O plenário da Assembleia Legislativa do Tocantins (Aleto) virou palco de um embate político nesta quarta-feira, 4, depois que a deputada estadual Janad Valcari (PL) confrontou o colega deputado Júnior Geo (PSDB) por declarações feitas por ele durante o recesso parlamentar, em que mencionou ter recebido proposta de retorno financeiro de 30% a 60% vinculada à destinação de emendas parlamentares por parte de um instituto.
De forma contundente, Janad Valcari exigiu clareza e provas afirmando que não se pode jogar suspeitas genéricas sobre o Parlamento sem provas ou nomes. “Se houve oferta de propina é crime, por que o instituto não foi publicamente identificado?”, questionou. A deputada afirmou que a declaração de Geo expõe a Assembleia diante da opinião pública e deve ser tratada com responsabilidade.
“Essa Casa não pode aceitar que se jogue lama sobre o parlamento sem que os fatos sejam devidamente esclarecidos”, declarou Janad, cobrando que Geo apresente formalmente as evidências ou leve a denúncia aos órgãos competentes, como Ministério Público e Polícia Civil. “Se existem deputados que praticam tais atos que se diga quem são, se houve tentativa de corrupção que se diga o nome do instituto”, afirmou. “Eu quero saber e tenho certeza que o Tocantins também”, assegurou. “Aqui não cabe insinuação, aqui cabe a verdade, prova e muita responsabilidade”, discursou Janad. “Formalize a denúncia junto aos órgãos competentes, eu estou pronta pra ir com o senhor”, provocou.
Ao responder às críticas, o deputado Júnior Geo afirmou que não acusou diretamente colegas da Assembleia Legislativa, sustentando que apenas relatou ter recebido proposta de um instituto. Segundo Geo, o instituto que procurou seu gabinete foi o Instituto de Desenvolvimento Sociocultural e Econômico (Idesp), que inclusive estaria sendo investigado pelo Ministério Público, conforme já noticiado por veículo de comunicação.

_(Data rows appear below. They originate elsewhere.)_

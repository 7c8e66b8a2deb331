// ── Fleet: buses and the drivers assigned to them ──

use chrono::{DateTime, Utc};
use serde::{Deserialize, Serialize};

use super::entity_id::EntityId;
use super::kind::{EntityKind, Record};
use crate::store::Snapshot;

#[derive(Debug, Clone, PartialEq, Eq, Serialize, Deserialize)]
#[serde(rename_all = "camelCase")]
pub struct Bus {
    pub id: EntityId,
    pub plate_number: String,
    pub make: String,
    #[serde(default, skip_serializing_if = "Option::is_none")]
    pub model: Option<String>,
    pub capacity: u32,
    #[serde(default)]
    pub establishment_id: Option<EntityId>,
    #[serde(default)]
    pub driver_id: Option<EntityId>,
}

impl Record for Bus {
    const KIND: EntityKind = EntityKind::Bus;

    fn id(&self) -> EntityId {
        self.id
    }

    fn set_id(&mut self, id: EntityId) {
        self.id = id;
    }

    fn collection(snapshot: &Snapshot) -> &[Self] {
        &snapshot.buses
    }

    fn collection_mut(snapshot: &mut Snapshot) -> &mut Vec<Self> {
        std::sync::Arc::make_mut(&mut snapshot.buses)
    }
}

/// A user with the driver role.
#[derive(Debug, Clone, PartialEq, Eq, Serialize, Deserialize)]
#[serde(rename_all = "camelCase")]
pub struct Driver {
    pub id: EntityId,
    pub first_name: String,
    pub last_name: String,
    pub email: String,
    #[serde(default, skip_serializing_if = "Option::is_none")]
    pub phone: Option<String>,
    #[serde(default, skip_serializing_if = "Option::is_none")]
    pub license_number: Option<String>,
    #[serde(default)]
    pub establishment_id: Option<EntityId>,
    #[serde(default, skip_serializing_if = "Option::is_none")]
    pub deleted_at: Option<DateTime<Utc>>,
}

impl Driver {
    pub fn full_name(&self) -> String {
        format!("{} {}", self.first_name, self.last_name)
    }
}

impl Record for Driver {
    const KIND: EntityKind = EntityKind::Driver;

    fn id(&self) -> EntityId {
        self.id
    }

    fn set_id(&mut self, id: EntityId) {
        self.id = id;
    }

    fn deleted_at(&self) -> Option<DateTime<Utc>> {
        self.deleted_at
    }

    fn mark_deleted(&mut self, at: DateTime<Utc>) {
        self.deleted_at = Some(at);
    }

    fn collection(snapshot: &Snapshot) -> &[Self] {
        &snapshot.drivers
    }

    fn collection_mut(snapshot: &mut Snapshot) -> &mut Vec<Self> {
        std::sync::Arc::make_mut(&mut snapshot.drivers)
    }
}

“Se a deputada Janad Valcari destinou emenda ao Idesp eu não sei. Eu não acusei a deputada”, declarou Geo, acrescentando que o caso do referido instituto estaria sob apuração do Ministério Público e da Polícia Civil.
A deputada Janad reagiu com dureza. Disse que sua palavra “não faz curva” e negou qualquer destinação de recursos ao instituto citado. “Nunca mandei R$ 1,00 para o Idesp ou para qualquer outro instituto”, afirmou. Em tom irônico, disparou ao referir-se a um vídeo gravado por Geo para as redes sociais: “Lugar de palhaçada é no circo, se o senhor tiver precisando de um narizinho de palhaço, eu posso lhe presentear”, disse ao colega.
Geo retrucou afirmando que “palhaçada é quem faz isso com dinheiro público” e desafiou Janad a retirar das redes sociais dela “a informação com documento do Idesp, já que nunca destinou emenda”. O deputado afirmou ainda que encerraria o debate naquele momento.

Nilton rebate Geo
O embate ganhou novo capítulo com a intervenção do deputado Nilton Franco (Republicanos), que criticou a forma como Geo conduziu as declarações. “Fiquei chateado quando li a matéria. Ele colocou todo mundo no mesmo balaio”, disse. Para Nilton, a fala do colega expôs indevidamente a Assembleia Legislativa.
Nilton afirmou que destinou recursos ao Idesp, assim como outros deputados teriam destinado, e desafiou Geo a apontar qualquer irregularidade. “Vá ao meu gabinete, fiscalize. Veja se há superfaturamento. Não é porque ofereceram 30% ao senhor que ofereceram a mim. Se tivessem oferecido, eu não teria aceitado”, declarou. O parlamentar ressaltou que a Assembleia tem que ser respeitada porque “não é casa da mãe Joana” e afirmou que não aceitará acusações sem provas, afirmando que se o instituto não processar Geo ele terá que recorrer à Justiça.
No encerramento da discussão, Janad voltou a usar a fala e lançou um desafio direto a Júnior Geo. Disse que renunciaria ao mandato caso fosse apresentado qualquer documento que comprovasse destinação de recursos de sua autoria ao Idesp. “Mostre um único comprovante de que eu mandei R$ 1,00 para esse instituto. Se provar, eu renuncio ao meu mandato”, afirmou.